Mayhaps. I think among other things Boeing acquired this "open door policy" with McDonnell Douglas. See https://en.wikipedia.org/wiki/American_Airlines_Flight_96

And yet the DC10 is, today, regarded as a "brick sh*thouse", structurally. It's extensive use of titanium finger doublers makes it much more fatigue resistant than any of the Boeing or Airbus designs and Airbus still to this day even uses basically the same engine pylon design as the DC10s much maligned engine pylons. The DC10 is more of an example of how an otherwise great airplane can have its reputation tanked by bad maintenance and, subsequently, by people who don't know what they are talking about than an example of a bad airplane.
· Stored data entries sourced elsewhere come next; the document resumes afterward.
//! Validation orchestration
//!
//! For every effective property of the snapshot, in declaration order:
//! 1. type-wide validators (completeness, immutability, value providers)
//! 2. descriptor validators, base first then stage-added
//!
//! All findings are collected; nothing short-circuits.

use super::builtin::{CompletenessValidator, ImmutableValidator, ValueProviderValidator};
use super::registry::ValidatorRegistry;
use super::{Operation, ValidationContext, Validator};
use crate::descriptor_manager::DescriptorManager;
use std::sync::Arc;
use workitems_model::{ErrorMessage, PropertyChange, WorkItem};

const SOURCE: &str = "ValidationManager";
const UNKNOWN_VALIDATOR: &str = "unknown-validator";

/// Resolves and runs the validators of a work item type
#[derive(Debug)]
pub struct ValidationManager {
    descriptors: Arc<DescriptorManager>,
    registry: ValidatorRegistry,
    type_validators: Vec<Arc<dyn Validator>>,
}

impl ValidationManager {
    /// Create manager with the built-in type-wide validators
    #[must_use]
    pub fn new(
        descriptors: Arc<DescriptorManager>,
        registry: ValidatorRegistry,
        value_provider: ValueProviderValidator,
    ) -> Self {
        Self {
            descriptors,
            registry,
            type_validators: vec![
                Arc::new(CompletenessValidator),
                Arc::new(ImmutableValidator),
                Arc::new(value_provider),
            ],
        }
    }

    /// Validator registry in use
    #[inline]
    #[must_use]
    pub fn registry(&self) -> &ValidatorRegistry {
        &self.registry
    }

    /// Validate a snapshot and the changes leading to it
    ///
    /// Unknown types have no rules and validate clean.
    pub async fn validate(
        &self,
        work_item: &WorkItem,
        changes: &[PropertyChange],
        operation: Operation,
    ) -> Vec<ErrorMessage> {
        let Some(descriptor) = self.descriptors.get_descriptor(work_item.work_item_type()) else {
            tracing::debug!(
                "No descriptor for type '{}', skipping validation",
                work_item.work_item_type()
            );
            return Vec::new();
        };

        let ctx = ValidationContext::new(work_item, changes, operation);
        let mut errors = Vec::new();

        for property in descriptor.effective_properties(work_item) {
            for validator in &self.type_validators {
                errors.extend(validator.validate(&property, &ctx).await);
            }

            for validator_descriptor in &property.validators {
                match self.registry.resolve(validator_descriptor) {
                    Some(validator) => errors.extend(validator.validate(&property, &ctx).await),
                    None => {
                        tracing::warn!(
                            "Unresolvable validator '{}' on property '{}'",
                            validator_descriptor.kind(),
                            property.name
                        );
                        errors.push(ctx.error(
                            SOURCE,
                            UNKNOWN_VALIDATOR,
                            format!(
                                "The validator '{}' of property '{}' cannot be resolved.",
                                validator_descriptor.kind(),
                                property.name
                            ),
                            &property.name,
                        ));
                    }
                }
            }
        }

        if !errors.is_empty() {
            tracing::debug!(
                "Validation of {}/{} found {} problems",
                work_item.project_code(),
                work_item.id(),
                errors.len()
            );
        }
        errors
    }
}

#[cfg(test)]
mod tests {
    use super::*;
    use crate::provider::{InMemoryDescriptorProvider, NoExternalValues};
    use pretty_assertions::assert_eq;
    use std::collections::BTreeMap;
    use workitems_model::{
        ConditionDescriptor, LogDescriptor, Property, PropertyDescriptor, StageDescriptor,
        StagePropertyDescriptor, ValidatorDescriptor, WorkItemDescriptor,
    };

    async fn manager(descriptors: Vec<WorkItemDescriptor>) -> ValidationManager {
        let descriptors = Arc::new(DescriptorManager::new(Arc::new(
            InMemoryDescriptorProvider::new(descriptors),
        )));
        descriptors.load_all().await.unwrap();
        ValidationManager::new(
            descriptors,
            ValidatorRegistry::with_defaults(),
            ValueProviderValidator::new(Arc::new(NoExternalValues)),
        )
    }

    fn sources(errors: &[ErrorMessage]) -> Vec<(&str, &str)> {
        errors
            .iter()
            .map(|e| (e.source.as_str(), e.property.as_str()))
            .collect()
    }

    #[tokio::test]
    async fn unknown_type_validates_clean() {
        let manager = manager(vec![]).await;
        let wi = WorkItem::new("FOO", "1", "BAR", Vec::new(), Vec::new());

        assert!(manager.validate(&wi, &[], Operation::Create).await.is_empty());
    }

    #[tokio::test]
    async fn errors_in_property_then_validator_order() {
        let descriptor = WorkItemDescriptor::with_properties(
            "BAR",
            vec![
                PropertyDescriptor::new("A", "String")
                    .with_validator(ValidatorDescriptor::StringLength { min: 5, max: 10 }),
                PropertyDescriptor::new("B", "String").editable(false),
                PropertyDescriptor::new("C", "String"),
            ],
        );
        let manager = manager(vec![descriptor]).await;

        let wi = WorkItem::new(
            "FOO",
            "1",
            "BAR",
            vec![Property::new("A", "String", "ab"), Property::new("B", "String", "new")],
            Vec::new(),
        );
        let changes = vec![PropertyChange::new("B", "old", "new")];

        let errors = manager.validate(&wi, &changes, Operation::Update).await;
        assert_eq!(
            sources(&errors),
            vec![
                ("StringLengthValidator", "A"),
                ("ImmutableValidator", "B"),
                ("CompletenessValidator", "C"),
            ]
        );
    }

    #[tokio::test]
    async fn unknown_validator_kind_is_reported() {
        let descriptor = WorkItemDescriptor::with_properties(
            "BAR",
            vec![PropertyDescriptor::new("A", "String").with_validator(
                ValidatorDescriptor::Custom {
                    kind: "regex".to_string(),
                    settings: BTreeMap::new(),
                },
            )],
        );
        let manager = manager(vec![descriptor]).await;
        let wi =
            WorkItem::new("FOO", "1", "BAR", vec![Property::new("A", "String", "x")], Vec::new());

        let errors = manager.validate(&wi, &[], Operation::Create).await;
        assert_eq!(errors.len(), 1);
        assert_eq!(errors[0].source, "ValidationManager");
        assert_eq!(errors[0].error_code, "unknown-validator");
    }

    #[tokio::test]
    async fn custom_mandatory_kind_reports_once() {
        let descriptor = WorkItemDescriptor::with_properties(
            "BAR",
            vec![PropertyDescriptor::new("A", "String")
                .required()
                .with_validator(ValidatorDescriptor::Custom {
                    kind: "mandatory".to_string(),
                    settings: BTreeMap::new(),
                })],
        );
        let manager = manager(vec![descriptor]).await;
        let wi =
            WorkItem::new("FOO", "1", "BAR", vec![Property::new("A", "String", "")], Vec::new());

        let errors = manager.validate(&wi, &[], Operation::Create).await;
        assert_eq!(sources(&errors), vec![("MandatoryValidator", "A")]);
    }

    #[tokio::test]
    async fn stage_validators_and_editability_apply() {
        let descriptor = WorkItemDescriptor::new(
            "BAR",
            LogDescriptor::default(),
            vec![
                PropertyDescriptor::new("State", "String"),
                PropertyDescriptor::new("Owner", "String"),
            ],
            vec![StageDescriptor::new(
                "stage-Done",
                ConditionDescriptor::property_value("State", "Done"),
                vec![
                    StagePropertyDescriptor::new("Owner")
                        .with_validator(ValidatorDescriptor::Mandatory),
                    StagePropertyDescriptor::new("State").editable(false),
                ],
                vec![],
            )],
        );
        let manager = manager(vec![descriptor]).await;

        let wi = WorkItem::new(
            "FOO",
            "1",
            "BAR",
            vec![Property::new("State", "String", "Done"), Property::new("Owner", "String", "")],
            Vec::new(),
        );
        let changes = vec![PropertyChange::new("State", "Open", "Done")];

        let errors = manager.validate(&wi, &changes, Operation::Update).await;
        assert_eq!(
            sources(&errors),
            vec![("ImmutableValidator", "State"), ("MandatoryValidator", "Owner")]
        );

        let open = WorkItem::new(
            "FOO",
            "1",
            "BAR",
            vec![Property::new("State", "String", "Open"), Property::new("Owner", "String", "")],
            Vec::new(),
        );
        let changes = vec![PropertyChange::new("State", "Done", "Open")];
        assert!(manager.validate(&open, &changes, Operation::Update).await.is_empty());
    }
}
There's a reason you see so many of them flying in cargo operations.

P.S. Before someone says "buh buh buh but!" about the Turkish Airlines flight 981 crash: That was the result of Turkish Airlines mechanics screwing up a mod to the door latch that was mandated after the AA96 incident. (Their error made it easier for the door to be closed improperly, rather than harder, as was intended). And the ensuing AD that mandated installation of blowout panels between the passenger cabin and cargo hold affected all widebody aircraft of the day, from B747s to L1011s to A300s to DC10s. The cargo door failure on Turkish Airlines revealed a design flaw in all widebody types, not just the DC10.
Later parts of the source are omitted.